• _What you are asked to do_
Every record has to be written out exactly, with no line missing.

• _Data supplied_
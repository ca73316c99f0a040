use std::{collections::HashMap, path::Path};

pub const OCTET_STREAM: &str = "application/octet-stream";

/// Media types the system table gets wrong or lacks on common installs.
const OVERRIDES: &[(&str, &str)] = &[
    ("mp4", "video/mp4"),
    ("webm", "video/webm"),
    ("mkv", "video/x-matroska"),
    ("mp3", "audio/mpeg"),
    ("ogg", "audio/ogg"),
    ("flac", "audio/flac"),
    ("apk", "application/vnd.android.package-archive"),
];

#[derive(Debug, Clone)]
pub struct MimeRegistry {
    overrides: HashMap<String, String>,
}

impl Default for MimeRegistry {
    fn default() -> Self {
        Self::new()
    }
}

impl MimeRegistry {
    pub fn new() -> Self {
        let overrides = OVERRIDES
            .iter()
            .map(|(ext, mime)| (ext.to_string(), mime.to_string()))
            .collect();
        Self { overrides }
    }

    pub fn guess(&self, name: &str) -> String {
        let extension = Path::new(name)
            .extension()
            .and_then(|ext| ext.to_str())
            .map(|ext| ext.to_ascii_lowercase());

        let Some(extension) = extension else {
            return OCTET_STREAM.into();
        };

        if let Some(mime) = self.overrides.get(&extension) {
            return mime.clone();
        }

        mime_guess::from_ext(&extension)
            .first()
            .map(|mime| mime.essence_str().to_string())
            .unwrap_or_else(|| OCTET_STREAM.into())
    }
}
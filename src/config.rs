use std::{env, path::PathBuf};

use crate::error::AppError;

#[derive(Debug, Clone)]
pub struct AppConfig {
    pub host: String,
    pub port: u16,
    pub media_root: PathBuf,
    pub log_dir: PathBuf,
    pub max_upload_bytes: Option<u64>,
}

impl AppConfig {
    pub fn from_env() -> Result<Self, AppError> {
        dotenvy::dotenv().ok();

        let host = env::var("SERVER_HOST").unwrap_or_else(|_| "0.0.0.0".into());
        let port: u16 = env::var("SERVER_PORT")
            .unwrap_or_else(|_| "5000".into())
            .parse()
            .map_err(|err| AppError::Config(format!("invalid SERVER_PORT: {err}")))?;

        let media_root =
            PathBuf::from(env::var("MEDIA_ROOT").unwrap_or_else(|_| "/media/usb".into()));

        let log_dir = PathBuf::from(env::var("MEDIA_LOG_DIR").unwrap_or_else(|_| "./log".into()));

        let max_upload_bytes = match env::var("MAX_UPLOAD_BYTES") {
            Ok(value) if !value.trim().is_empty() => Some(
                value
                    .trim()
                    .parse::<u64>()
                    .map_err(|err| AppError::Config(format!("invalid MAX_UPLOAD_BYTES: {err}")))?,
            ),
            _ => None,
        };

        Ok(Self {
            host,
            port,
            media_root,
            log_dir,
            max_upload_bytes,
        })
    }
}
use std::{io, path::Path};

use tokio::fs;
use tracing::info;

use crate::error::AppError;

pub fn sanitize_folder_name(raw: &str) -> Result<String, AppError> {
    let kept: String = raw
        .chars()
        .filter(|ch| ch.is_alphanumeric() || matches!(ch, ' ' | '-' | '_'))
        .collect();
    let name = kept.trim();
    if name.is_empty() {
        return Err(AppError::BadRequest("Invalid folder name".into()));
    }
    Ok(name.to_string())
}

pub async fn create_folder(parent: &Path, raw: &str) -> Result<String, AppError> {
    let is_dir = fs::metadata(parent)
        .await
        .map(|metadata| metadata.is_dir())
        .unwrap_or(false);
    if !is_dir {
        return Err(AppError::BadRequest("Invalid parent folder".into()));
    }

    let name = sanitize_folder_name(raw)?;
    match fs::create_dir(parent.join(&name)).await {
        Ok(()) => {
            info!(folder = %name, "created folder");
            Ok(name)
        }
        Err(err) if err.kind() == io::ErrorKind::AlreadyExists => {
            Err(AppError::BadRequest("Folder already exists".into()))
        }
        Err(err) => Err(AppError::Io(err)),
    }
}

• _Output of the exercise_
repository ca73316c99f0a040
use std::{collections::HashMap, path::Path};

pub const OCTET_STREAM: &str = "application/octet-stream";

/// Media types the system table gets wrong or lacks on common installs.
const OVERRIDES: &[(&str, &str)] = &[
    ("mp4", "video/mp4"),
    ("webm", "video/webm"),
    ("mkv", "video/x-matroska"),
    ("mp3", "audio/mpeg"),
    ("ogg", "audio/ogg"),
    ("flac", "audio/flac"),
    ("apk", "application/vnd.android.package-archive"),
];

#[derive(Debug, Clone)]
pub struct MimeRegistry {
    overrides: HashMap<String, String>,
}

impl Default for MimeRegistry {
    fn default() -> Self {
        Self::new()
    }
}

impl MimeRegistry {
    pub fn new() -> Self {
        let overrides = OVERRIDES
            .iter()
            .map(|(ext, mime)| (ext.to_string(), mime.to_string()))
            .collect();
        Self { overrides }
    }

    pub fn guess(&self, name: &str) -> String {
        let extension = Path::new(name)
            .extension()
            .and_then(|ext| ext.to_str())
            .map(|ext| ext.to_ascii_lowercase());

        let Some(extension) = extension else {
            return OCTET_STREAM.into();
        };

        if let Some(mime) = self.overrides.get(&extension) {
            return mime.clone();
        }

        mime_guess::from_ext(&extension)
            .first()
            .map(|mime| mime.essence_str().to_string())
            .unwrap_or_else(|| OCTET_STREAM.into())
    }
}
filename src/config.rs
use std::{env, path::PathBuf};

use crate::error::AppError;

#[derive(Debug, Clone)]
pub struct AppConfig {
    pub host: String,
    pub port: u16,
    pub media_root: PathBuf,
    pub log_dir: PathBuf,
    pub max_upload_bytes: Option<u64>,
}

impl AppConfig {
    pub fn from_env() -> Result<Self, AppError> {
        dotenvy::dotenv().ok();

        let host = env::var("SERVER_HOST").unwrap_or_else(|_| "0.0.0.0".into());
        let port: u16 = env::var("SERVER_PORT")
            .unwrap_or_else(|_| "5000".into())
            .parse()
            .map_err(|err| AppError::Config(format!("invalid SERVER_PORT: {err}")))?;

        let media_root =
            PathBuf::from(env::var("MEDIA_ROOT").unwrap_or_else(|_| "/media/usb".into()));

        let log_dir = PathBuf::from(env::var("MEDIA_LOG_DIR").unwrap_or_else(|_| "./log".into()));

        let max_upload_bytes = match env::var("MAX_UPLOAD_BYTES") {
            Ok(value) if !value.trim().is_empty() => Some(
                value
                    .trim()
                    .parse::<u64>()
                    .map_err(|err| AppError::Config(format!("invalid MAX_UPLOAD_BYTES: {err}")))?,
            ),
            _ => None,
        };

        Ok(Self {
            host,
            port,
            media_root,
            log_dir,
            max_upload_bytes,
        })
    }
}
use std::{io, path::Path};

use tokio::fs;
use tracing::info;

use crate::error::AppError;

pub fn sanitize_folder_name(raw: &str) -> Result<String, AppError> {
    let kept: String = raw
        .chars()
        .filter(|ch| ch.is_alphanumeric() || matches!(ch, ' ' | '-' | '_'))
        .collect();
    let name = kept.trim();
    if name.is_empty() {
        return Err(AppError::BadRequest("Invalid folder name".into()));
    }
    Ok(name.to_string())
}

pub async fn create_folder(parent: &Path, raw: &str) -> Result<String, AppError> {
    let is_dir = fs::metadata(parent)
        .await
        .map(|metadata| metadata.is_dir())
        .unwrap_or(false);
    if !is_dir {
        return Err(AppError::BadRequest("Invalid parent folder".into()));
    }

    let name = sanitize_folder_name(raw)?;
    match fs::create_dir(parent.join(&name)).await {
        Ok(()) => {
            info!(folder = %name, "created folder");
            Ok(name)
        }
        Err(err) if err.kind() == io::ErrorKind::AlreadyExists => {
            Err(AppError::BadRequest("Folder already exists".into()))
        }
        Err(err) => Err(AppError::Io(err)),
    }
}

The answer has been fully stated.